**Task item**
Out of the lines below, please list those that hold the string "TransportConfig".

§

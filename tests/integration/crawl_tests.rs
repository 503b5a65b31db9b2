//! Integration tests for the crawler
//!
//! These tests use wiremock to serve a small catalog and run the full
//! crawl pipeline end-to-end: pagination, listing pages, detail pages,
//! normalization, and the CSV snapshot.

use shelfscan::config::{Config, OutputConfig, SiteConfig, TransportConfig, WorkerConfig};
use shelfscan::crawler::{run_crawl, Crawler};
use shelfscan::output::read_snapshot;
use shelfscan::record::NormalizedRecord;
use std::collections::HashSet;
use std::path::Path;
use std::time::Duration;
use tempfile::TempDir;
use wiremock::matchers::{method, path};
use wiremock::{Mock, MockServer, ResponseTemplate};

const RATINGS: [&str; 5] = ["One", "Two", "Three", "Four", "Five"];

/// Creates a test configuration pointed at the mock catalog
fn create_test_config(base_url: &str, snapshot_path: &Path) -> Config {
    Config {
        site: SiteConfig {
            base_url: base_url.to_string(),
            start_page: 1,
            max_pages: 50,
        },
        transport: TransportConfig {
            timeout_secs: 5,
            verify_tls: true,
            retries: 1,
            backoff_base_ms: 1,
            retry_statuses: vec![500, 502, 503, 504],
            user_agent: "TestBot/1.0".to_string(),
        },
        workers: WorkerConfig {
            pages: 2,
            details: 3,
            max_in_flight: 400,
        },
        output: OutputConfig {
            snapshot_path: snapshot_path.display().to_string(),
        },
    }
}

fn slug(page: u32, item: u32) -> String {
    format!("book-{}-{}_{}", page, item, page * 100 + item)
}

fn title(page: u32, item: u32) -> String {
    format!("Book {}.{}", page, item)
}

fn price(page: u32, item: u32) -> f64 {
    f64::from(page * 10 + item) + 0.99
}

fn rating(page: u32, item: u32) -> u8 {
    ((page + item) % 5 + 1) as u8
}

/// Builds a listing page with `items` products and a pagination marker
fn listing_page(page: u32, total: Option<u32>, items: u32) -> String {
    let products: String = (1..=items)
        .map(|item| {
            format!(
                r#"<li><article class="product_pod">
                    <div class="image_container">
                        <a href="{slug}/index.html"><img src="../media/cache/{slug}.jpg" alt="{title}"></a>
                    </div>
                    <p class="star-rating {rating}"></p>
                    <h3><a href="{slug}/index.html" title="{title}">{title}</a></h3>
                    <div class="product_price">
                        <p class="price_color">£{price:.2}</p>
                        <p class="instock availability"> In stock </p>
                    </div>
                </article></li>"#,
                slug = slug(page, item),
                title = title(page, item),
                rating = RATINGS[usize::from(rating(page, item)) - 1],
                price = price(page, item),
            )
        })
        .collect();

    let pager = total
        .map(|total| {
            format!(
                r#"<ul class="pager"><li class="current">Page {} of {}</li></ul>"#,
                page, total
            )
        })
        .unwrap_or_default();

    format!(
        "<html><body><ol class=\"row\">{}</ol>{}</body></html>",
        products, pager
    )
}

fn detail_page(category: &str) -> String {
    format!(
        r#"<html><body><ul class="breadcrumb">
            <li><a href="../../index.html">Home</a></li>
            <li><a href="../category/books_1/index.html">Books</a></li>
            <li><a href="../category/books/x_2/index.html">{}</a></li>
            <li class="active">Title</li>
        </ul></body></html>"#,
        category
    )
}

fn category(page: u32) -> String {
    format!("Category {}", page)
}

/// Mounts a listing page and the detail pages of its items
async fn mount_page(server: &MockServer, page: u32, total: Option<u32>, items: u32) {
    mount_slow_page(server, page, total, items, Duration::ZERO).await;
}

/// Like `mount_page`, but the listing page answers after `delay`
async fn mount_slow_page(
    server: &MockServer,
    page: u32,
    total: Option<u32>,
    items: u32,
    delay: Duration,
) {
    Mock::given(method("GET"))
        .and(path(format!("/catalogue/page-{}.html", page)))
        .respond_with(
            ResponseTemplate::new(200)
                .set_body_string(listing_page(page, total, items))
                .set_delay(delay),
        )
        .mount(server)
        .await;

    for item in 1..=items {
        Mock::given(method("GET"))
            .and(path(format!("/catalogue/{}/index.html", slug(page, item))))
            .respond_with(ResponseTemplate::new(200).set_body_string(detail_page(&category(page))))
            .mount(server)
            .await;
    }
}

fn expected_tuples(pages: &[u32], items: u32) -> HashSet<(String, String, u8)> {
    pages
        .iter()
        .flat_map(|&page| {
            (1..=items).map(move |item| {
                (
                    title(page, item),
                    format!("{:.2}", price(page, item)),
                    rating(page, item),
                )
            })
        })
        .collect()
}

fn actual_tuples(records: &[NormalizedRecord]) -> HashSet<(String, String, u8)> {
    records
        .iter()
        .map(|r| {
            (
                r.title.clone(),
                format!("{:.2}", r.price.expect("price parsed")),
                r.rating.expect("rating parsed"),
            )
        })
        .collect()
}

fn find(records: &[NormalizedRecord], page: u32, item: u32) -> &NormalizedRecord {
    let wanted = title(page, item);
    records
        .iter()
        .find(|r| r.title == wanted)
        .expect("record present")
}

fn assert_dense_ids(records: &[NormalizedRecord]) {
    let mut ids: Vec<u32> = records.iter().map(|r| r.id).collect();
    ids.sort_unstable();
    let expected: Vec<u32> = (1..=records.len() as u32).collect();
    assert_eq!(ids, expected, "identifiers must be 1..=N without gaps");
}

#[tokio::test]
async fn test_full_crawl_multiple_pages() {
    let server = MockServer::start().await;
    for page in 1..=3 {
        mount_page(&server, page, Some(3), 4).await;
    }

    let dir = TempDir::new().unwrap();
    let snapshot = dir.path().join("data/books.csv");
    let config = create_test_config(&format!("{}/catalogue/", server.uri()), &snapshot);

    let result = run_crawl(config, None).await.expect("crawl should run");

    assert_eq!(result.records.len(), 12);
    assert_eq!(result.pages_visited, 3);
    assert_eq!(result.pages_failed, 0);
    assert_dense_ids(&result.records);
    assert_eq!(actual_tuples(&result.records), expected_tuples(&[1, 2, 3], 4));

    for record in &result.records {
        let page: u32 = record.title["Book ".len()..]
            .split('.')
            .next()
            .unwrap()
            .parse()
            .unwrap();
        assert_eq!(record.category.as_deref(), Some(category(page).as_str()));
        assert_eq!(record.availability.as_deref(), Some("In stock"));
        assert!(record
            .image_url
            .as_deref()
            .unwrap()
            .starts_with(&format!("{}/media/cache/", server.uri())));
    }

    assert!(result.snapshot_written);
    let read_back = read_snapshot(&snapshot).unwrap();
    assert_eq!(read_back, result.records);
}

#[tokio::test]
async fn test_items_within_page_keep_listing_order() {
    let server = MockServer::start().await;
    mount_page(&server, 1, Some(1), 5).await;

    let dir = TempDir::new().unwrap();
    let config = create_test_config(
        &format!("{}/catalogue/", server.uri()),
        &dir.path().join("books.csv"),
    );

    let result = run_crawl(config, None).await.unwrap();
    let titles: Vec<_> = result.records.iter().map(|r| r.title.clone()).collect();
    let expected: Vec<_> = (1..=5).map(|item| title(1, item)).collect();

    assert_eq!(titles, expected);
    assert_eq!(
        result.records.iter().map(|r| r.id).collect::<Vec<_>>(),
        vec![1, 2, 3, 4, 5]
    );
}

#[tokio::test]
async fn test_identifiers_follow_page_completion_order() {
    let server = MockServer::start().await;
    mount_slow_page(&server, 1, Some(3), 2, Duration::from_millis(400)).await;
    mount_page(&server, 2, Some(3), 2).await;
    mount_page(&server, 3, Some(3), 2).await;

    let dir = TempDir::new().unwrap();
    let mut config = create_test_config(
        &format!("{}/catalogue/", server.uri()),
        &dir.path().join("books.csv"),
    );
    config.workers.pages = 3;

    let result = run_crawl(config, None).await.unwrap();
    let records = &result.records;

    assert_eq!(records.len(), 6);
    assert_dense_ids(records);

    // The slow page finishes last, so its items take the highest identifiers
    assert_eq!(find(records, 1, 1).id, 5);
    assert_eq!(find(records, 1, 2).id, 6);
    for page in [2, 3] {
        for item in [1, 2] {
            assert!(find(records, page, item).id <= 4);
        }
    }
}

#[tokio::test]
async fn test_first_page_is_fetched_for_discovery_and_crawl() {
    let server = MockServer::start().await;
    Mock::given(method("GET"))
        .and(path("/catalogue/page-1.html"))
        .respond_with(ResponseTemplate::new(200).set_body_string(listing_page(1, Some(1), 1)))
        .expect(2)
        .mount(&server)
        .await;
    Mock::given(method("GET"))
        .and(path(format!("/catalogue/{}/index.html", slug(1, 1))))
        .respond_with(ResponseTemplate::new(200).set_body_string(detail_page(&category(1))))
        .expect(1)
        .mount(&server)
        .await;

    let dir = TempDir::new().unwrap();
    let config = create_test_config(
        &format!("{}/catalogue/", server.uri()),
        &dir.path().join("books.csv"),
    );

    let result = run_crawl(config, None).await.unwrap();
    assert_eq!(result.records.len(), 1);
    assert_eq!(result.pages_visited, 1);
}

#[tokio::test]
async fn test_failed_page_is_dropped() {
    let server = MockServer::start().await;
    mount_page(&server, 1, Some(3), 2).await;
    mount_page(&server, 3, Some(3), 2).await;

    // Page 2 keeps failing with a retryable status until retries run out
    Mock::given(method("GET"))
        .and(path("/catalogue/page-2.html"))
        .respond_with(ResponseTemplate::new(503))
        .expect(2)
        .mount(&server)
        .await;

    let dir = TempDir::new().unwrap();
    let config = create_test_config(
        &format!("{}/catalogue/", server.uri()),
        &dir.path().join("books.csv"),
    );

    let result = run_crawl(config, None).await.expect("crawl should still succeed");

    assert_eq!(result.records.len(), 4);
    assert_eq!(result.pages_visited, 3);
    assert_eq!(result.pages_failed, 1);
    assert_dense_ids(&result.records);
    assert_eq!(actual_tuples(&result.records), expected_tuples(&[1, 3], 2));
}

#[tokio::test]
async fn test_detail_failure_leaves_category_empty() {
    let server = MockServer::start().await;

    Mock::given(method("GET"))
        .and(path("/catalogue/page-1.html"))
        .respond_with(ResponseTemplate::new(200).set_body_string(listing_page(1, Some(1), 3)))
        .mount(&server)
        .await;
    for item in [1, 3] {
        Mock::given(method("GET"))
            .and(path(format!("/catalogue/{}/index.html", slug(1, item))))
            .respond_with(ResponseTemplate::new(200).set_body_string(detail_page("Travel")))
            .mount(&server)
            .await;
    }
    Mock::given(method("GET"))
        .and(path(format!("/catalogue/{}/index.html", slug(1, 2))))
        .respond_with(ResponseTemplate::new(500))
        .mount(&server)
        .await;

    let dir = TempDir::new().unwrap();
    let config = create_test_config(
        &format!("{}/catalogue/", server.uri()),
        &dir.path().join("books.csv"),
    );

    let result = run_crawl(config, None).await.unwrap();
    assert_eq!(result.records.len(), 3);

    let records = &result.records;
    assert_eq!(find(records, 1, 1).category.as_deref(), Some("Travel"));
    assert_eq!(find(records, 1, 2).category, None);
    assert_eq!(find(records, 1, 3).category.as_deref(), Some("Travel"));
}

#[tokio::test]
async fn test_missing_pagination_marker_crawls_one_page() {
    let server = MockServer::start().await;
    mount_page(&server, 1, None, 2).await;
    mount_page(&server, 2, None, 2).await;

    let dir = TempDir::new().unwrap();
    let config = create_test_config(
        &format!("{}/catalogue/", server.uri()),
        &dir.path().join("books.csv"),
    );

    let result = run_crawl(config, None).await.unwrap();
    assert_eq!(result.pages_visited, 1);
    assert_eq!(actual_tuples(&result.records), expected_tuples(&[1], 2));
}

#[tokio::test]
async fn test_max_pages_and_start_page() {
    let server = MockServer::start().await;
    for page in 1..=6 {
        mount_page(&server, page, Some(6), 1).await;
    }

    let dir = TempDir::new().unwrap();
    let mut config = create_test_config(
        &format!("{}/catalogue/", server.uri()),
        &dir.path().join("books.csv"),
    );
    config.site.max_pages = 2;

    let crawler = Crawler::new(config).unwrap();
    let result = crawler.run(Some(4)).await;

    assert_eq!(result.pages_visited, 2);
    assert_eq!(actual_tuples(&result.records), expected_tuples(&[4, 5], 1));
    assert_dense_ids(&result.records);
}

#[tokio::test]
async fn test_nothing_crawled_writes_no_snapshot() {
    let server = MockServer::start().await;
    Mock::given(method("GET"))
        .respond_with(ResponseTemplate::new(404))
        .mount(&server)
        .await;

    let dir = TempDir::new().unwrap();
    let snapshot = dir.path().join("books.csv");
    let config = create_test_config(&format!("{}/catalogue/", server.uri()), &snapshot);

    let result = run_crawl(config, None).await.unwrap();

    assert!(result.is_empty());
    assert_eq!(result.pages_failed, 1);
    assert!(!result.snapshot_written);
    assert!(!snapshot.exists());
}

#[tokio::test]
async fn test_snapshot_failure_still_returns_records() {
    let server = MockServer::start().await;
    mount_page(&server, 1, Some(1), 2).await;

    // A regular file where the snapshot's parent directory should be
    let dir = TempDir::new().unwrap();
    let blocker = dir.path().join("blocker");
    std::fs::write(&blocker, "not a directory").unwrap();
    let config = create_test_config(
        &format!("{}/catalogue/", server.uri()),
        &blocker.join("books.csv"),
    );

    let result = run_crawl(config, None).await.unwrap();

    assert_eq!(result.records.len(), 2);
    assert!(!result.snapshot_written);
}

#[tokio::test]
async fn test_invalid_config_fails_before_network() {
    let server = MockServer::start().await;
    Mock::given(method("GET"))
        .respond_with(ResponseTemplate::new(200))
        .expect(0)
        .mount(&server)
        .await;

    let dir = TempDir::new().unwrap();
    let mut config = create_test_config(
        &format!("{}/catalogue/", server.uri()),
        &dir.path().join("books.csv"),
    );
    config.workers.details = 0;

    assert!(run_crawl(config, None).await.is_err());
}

§

**Result for this exercise**
use shelfscan::config::{Config, OutputConfig, SiteConfig, TransportConfig, WorkerConfig};
        transport: TransportConfig {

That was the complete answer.